— Exercise aim —
Set down word for word the lines that begin the entries and run through the line containing "fn default_database_url() ->". Give nothing further.
- Opening Delimiter -
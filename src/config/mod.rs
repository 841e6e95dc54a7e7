//! Configuration management
//!
//! Configuration is loaded from config.yml with environment variables
//! (`MINIPOST_*`) overriding file settings. Missing optional values are
//! filled with sensible defaults, and a missing file yields the defaults
//! outright.

use serde::{Deserialize, Serialize};

/// Main configuration structure
#[derive(Debug, Clone, Default, Serialize, Deserialize)]
pub struct Config {
    /// Server configuration
    #[serde(default)]
    pub server: ServerConfig,
    /// Database configuration
    #[serde(default)]
    pub database: DatabaseConfig,
    /// Session store configuration
    #[serde(default)]
    pub session: SessionConfig,
}

/// Server configuration
#[derive(Debug, Clone, Serialize, Deserialize)]
pub struct ServerConfig {
    /// Host address to bind to
    #[serde(default = "default_host")]
    pub host: String,
    /// Port to listen on
    #[serde(default = "default_port")]
    pub port: u16,
    /// CORS allowed origin (credentialed cookie auth needs an exact origin)
    #[serde(default = "default_cors_origin")]
    pub cors_origin: String,
}

impl Default for ServerConfig {
    fn default() -> Self {
        Self {
            host: default_host(),
            port: default_port(),
            cors_origin: default_cors_origin(),
        }
    }
}

fn default_host() -> String {
    "0.0.0.0".to_string()
}

fn default_port() -> u16 {
    8080
}

fn default_cors_origin() -> String {
    "http://localhost:3000".to_string()
}

/// Database configuration (SQLite)
#[derive(Debug, Clone, Serialize, Deserialize)]
pub struct DatabaseConfig {
    /// Database path or sqlite: URL; `:memory:` is supported
    #[serde(default = "default_database_url")]
    pub url: String,
}

impl Default for DatabaseConfig {
    fn default() -> Self {
        Self {
            url: default_database_url(),
        }
    }
}

fn default_database_url() -> String {
    "data/minipost.db".to_string()
}

/// Session store configuration
#[derive(Debug, Clone, Serialize, Deserialize)]
pub struct SessionConfig {
    /// Session store driver (memory or redis)
    #[serde(default)]
    pub driver: SessionDriver,
    /// Redis connection URL (required when driver is redis)
    #[serde(default)]
    pub redis_url: Option<String>,
    /// Session lifetime in minutes
    #[serde(default = "default_ttl_minutes")]
    pub ttl_minutes: u64,
    /// Name of the session cookie
    #[serde(default = "default_cookie_name")]
    pub cookie_name: String,
    /// Cookie domain, set in production when the frontend lives on a
    /// sibling domain
    #[serde(default)]
    pub cookie_domain: Option<String>,
}

impl Default for SessionConfig {
    fn default() -> Self {
        Self {
            driver: SessionDriver::default(),
            redis_url: None,
            ttl_minutes: default_ttl_minutes(),
            cookie_name: default_cookie_name(),
            cookie_domain: None,
        }
    }
}

fn default_ttl_minutes() -> u64 {
    90
}

fn default_cookie_name() -> String {
    "_minipost_session".to_string()
}

/// Session store driver type
#[derive(Debug, Clone, Copy, PartialEq, Eq, Serialize, Deserialize, Default)]
#[serde(rename_all = "lowercase")]
pub enum SessionDriver {
    /// In-process store (default)
    #[default]
    Memory,
    /// Redis-backed store
    Redis,
}

/// Error type for configuration parsing
#[derive(Debug, thiserror::Error)]
pub enum ConfigError {
    #[error("Failed to read config file '{path}': {source}")]
    FileRead {
        path: String,
        source: std::io::Error,
    },
    #[error("Failed to parse config file '{path}': {message}")]
    ParseError { path: String, message: String },
}

impl Config {
    /// Load configuration from file
    ///
    /// If the file doesn't exist or is empty, returns default configuration.
    /// If the file exists but is invalid YAML, returns an error with the
    /// offending location.
    pub fn load(path: &std::path::Path) -> anyhow::Result<Self> {
        if !path.exists() {
            return Ok(Self::default());
        }

        let content = std::fs::read_to_string(path).map_err(|e| ConfigError::FileRead {
            path: path.display().to_string(),
            source: e,
        })?;

        if content.trim().is_empty() {
            return Ok(Self::default());
        }

        let config: Config =
            serde_yaml::from_str(&content).map_err(|e| ConfigError::ParseError {
                path: path.display().to_string(),
                message: format_yaml_error(&e),
            })?;

        Ok(config)
    }

    /// Load configuration from file with environment variable overrides
    ///
    /// Recognized variables:
    /// - MINIPOST_SERVER_HOST
    /// - MINIPOST_SERVER_PORT
    /// - MINIPOST_SERVER_CORS_ORIGIN
    /// - MINIPOST_DATABASE_URL
    /// - MINIPOST_SESSION_DRIVER
    /// - MINIPOST_SESSION_REDIS_URL
    /// - MINIPOST_SESSION_TTL_MINUTES
    /// - MINIPOST_SESSION_COOKIE_NAME
    /// - MINIPOST_SESSION_COOKIE_DOMAIN
    pub fn load_with_env(path: &std::path::Path) -> anyhow::Result<Self> {
        let mut config = Self::load(path)?;
        config.apply_env_overrides();
        Ok(config)
    }

    fn apply_env_overrides(&mut self) {
        if let Ok(host) = std::env::var("MINIPOST_SERVER_HOST") {
            self.server.host = host;
        }
        if let Ok(port) = std::env::var("MINIPOST_SERVER_PORT") {
            if let Ok(port) = port.parse::<u16>() {
                self.server.port = port;
            }
        }
        if let Ok(cors_origin) = std::env::var("MINIPOST_SERVER_CORS_ORIGIN") {
            self.server.cors_origin = cors_origin;
        }

        if let Ok(url) = std::env::var("MINIPOST_DATABASE_URL") {
            self.database.url = url;
        }

        if let Ok(driver) = std::env::var("MINIPOST_SESSION_DRIVER") {
            match driver.to_lowercase().as_str() {
                "memory" => self.session.driver = SessionDriver::Memory,
                "redis" => self.session.driver = SessionDriver::Redis,
                _ => {} // Ignore invalid values
            }
        }
        if let Ok(redis_url) = std::env::var("MINIPOST_SESSION_REDIS_URL") {
            self.session.redis_url = Some(redis_url);
        }
        if let Ok(ttl) = std::env::var("MINIPOST_SESSION_TTL_MINUTES") {
            if let Ok(ttl) = ttl.parse::<u64>() {
                self.session.ttl_minutes = ttl;
            }
        }
        if let Ok(name) = std::env::var("MINIPOST_SESSION_COOKIE_NAME") {
            self.session.cookie_name = name;
        }
        if let Ok(domain) = std::env::var("MINIPOST_SESSION_COOKIE_DOMAIN") {
            self.session.cookie_domain = Some(domain);
        }
    }
}

/// Format YAML parsing error with location and context
fn format_yaml_error(e: &serde_yaml::Error) -> String {
    if let Some(location) = e.location() {
        format!(
            "at line {}, column {}: {}",
            location.line(),
            location.column(),
            e
        )
    } else {
        e.to_string()
    }
}

#[cfg(test)]
mod tests {
    use super::*;
    use std::io::Write;

    #[test]
    fn test_defaults_when_file_missing() {
        let config = Config::load(std::path::Path::new("does/not/exist.yml"))
            .expect("Missing file should yield defaults");

        assert_eq!(config.server.host, "0.0.0.0");
        assert_eq!(config.server.port, 8080);
        assert_eq!(config.database.url, "data/minipost.db");
        assert_eq!(config.session.driver, SessionDriver::Memory);
        assert_eq!(config.session.ttl_minutes, 90);
        assert_eq!(config.session.cookie_name, "_minipost_session");
    }

    #[test]
    fn test_load_partial_file_fills_defaults() {
        let mut file = tempfile::NamedTempFile::new().unwrap();
        writeln!(file, "server:\n  port: 3001").unwrap();

        let config = Config::load(file.path()).expect("Failed to load config");
        assert_eq!(config.server.port, 3001);
        // Unspecified sections keep their defaults
        assert_eq!(config.server.host, "0.0.0.0");
        assert_eq!(config.session.ttl_minutes, 90);
    }

    #[test]
    fn test_load_empty_file_yields_defaults() {
        let file = tempfile::NamedTempFile::new().unwrap();
        let config = Config::load(file.path()).expect("Empty file should yield defaults");
        assert_eq!(config.server.port, 8080);
    }

    #[test]
    fn test_load_invalid_yaml_reports_location() {
        let mut file = tempfile::NamedTempFile::new().unwrap();
        writeln!(file, "server:\n  port: [not a port").unwrap();

        let err = Config::load(file.path()).unwrap_err();
        assert!(err.to_string().contains("Failed to parse config file"));
    }

    #[test]
    fn test_session_config_from_yaml() {
        let mut file = tempfile::NamedTempFile::new().unwrap();
        writeln!(
            file,
            "session:\n  driver: redis\n  redis_url: redis://127.0.0.1:6379/0\n  ttl_minutes: 30"
        )
        .unwrap();

        let config = Config::load(file.path()).expect("Failed to load config");
        assert_eq!(config.session.driver, SessionDriver::Redis);
        assert_eq!(
            config.session.redis_url.as_deref(),
            Some("redis://127.0.0.1:6379/0")
        );
        assert_eq!(config.session.ttl_minutes, 30);
    }

    #[test]
    fn test_env_overrides() {
        // Env vars are process-global; run the override logic directly to
        // avoid interfering with parallel tests.
        let mut config = Config::default();
        std::env::set_var("MINIPOST_SERVER_PORT", "9999");
        std::env::set_var("MINIPOST_SESSION_DRIVER", "redis");
        config.apply_env_overrides();
        std::env::remove_var("MINIPOST_SERVER_PORT");
        std::env::remove_var("MINIPOST_SESSION_DRIVER");

        assert_eq!(config.server.port, 9999);
        assert_eq!(config.session.driver, SessionDriver::Redis);
    }

    #[test]
    fn test_invalid_env_values_ignored() {
        let mut config = Config::default();
        std::env::set_var("MINIPOST_SESSION_TTL_MINUTES", "not-a-number");
        config.apply_env_overrides();
        std::env::remove_var("MINIPOST_SESSION_TTL_MINUTES");

        assert_eq!(config.session.ttl_minutes, 90);
    }
}
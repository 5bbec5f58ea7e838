// C scalar types of the targets this crate builds for.

pub type c_int = i32;
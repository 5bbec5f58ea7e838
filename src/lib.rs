//! `sys/file.h` for a minimal C library surface.
//!
//! The C entry points live in [`header`], one module per C header. They
//! report failure the C way (`-1` and `errno`); everything below them works
//! with [`error::Result`].

#![deny(unsafe_op_in_unsafe_fn)]
#![allow(non_camel_case_types)]

#[macro_use]
pub mod macros;

pub mod error;
pub mod header;
#[cfg(unix)]
pub mod lock;
pub mod platform;

pub use crate::error::{Errno, Result};
#[cfg(unix)]
pub use crate::lock::{FileLock, LockMode, LockOperation};
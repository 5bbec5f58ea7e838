use super::types::*;
use crate::error::Result;

pub trait Pal {
    /// Apply or remove an advisory lock on the open file description behind
    /// `fd`. `operation` is passed through unvalidated; the platform rejects
    /// what it does not understand.
    fn flock(fd: c_int, operation: c_int) -> Result<()>;
}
- Closing Delimiter -
— Answer space —
filename src/config/mod.rs
repository 841e6e95dc54a7e7
//! Configuration management
//!
//! Configuration is loaded from config.yml with environment variables
//! (`MINIPOST_*`) overriding file settings. Missing optional values are
//! filled with sensible defaults, and a missing file yields the defaults
//! outright.

use serde::{Deserialize, Serialize};

/// Main configuration structure
#[derive(Debug, Clone, Default, Serialize, Deserialize)]
pub struct Config {
    /// Server configuration
    #[serde(default)]
    pub server: ServerConfig,
    /// Database configuration
    #[serde(default)]
    pub database: DatabaseConfig,
    /// Session store configuration
    #[serde(default)]
    pub session: SessionConfig,
}

/// Server configuration
#[derive(Debug, Clone, Serialize, Deserialize)]
pub struct ServerConfig {
    /// Host address to bind to
    #[serde(default = "default_host")]
    pub host: String,
    /// Port to listen on
    #[serde(default = "default_port")]
    pub port: u16,
    /// CORS allowed origin (credentialed cookie auth needs an exact origin)
    #[serde(default = "default_cors_origin")]
    pub cors_origin: String,
}

impl Default for ServerConfig {
    fn default() -> Self {
        Self {
            host: default_host(),
            port: default_port(),
            cors_origin: default_cors_origin(),
        }
    }
}

fn default_host() -> String {
    "0.0.0.0".to_string()
}

fn default_port() -> u16 {
    8080
}

fn default_cors_origin() -> String {
    "http://localhost:3000".to_string()
}

/// Database configuration (SQLite)
#[derive(Debug, Clone, Serialize, Deserialize)]
pub struct DatabaseConfig {
    /// Database path or sqlite: URL; `:memory:` is supported
    #[serde(default = "default_database_url")]
    pub url: String,
}

impl Default for DatabaseConfig {
    fn default() -> Self {
        Self {
            url: default_database_url(),
        }
    }
}

fn default_database_url() -> String {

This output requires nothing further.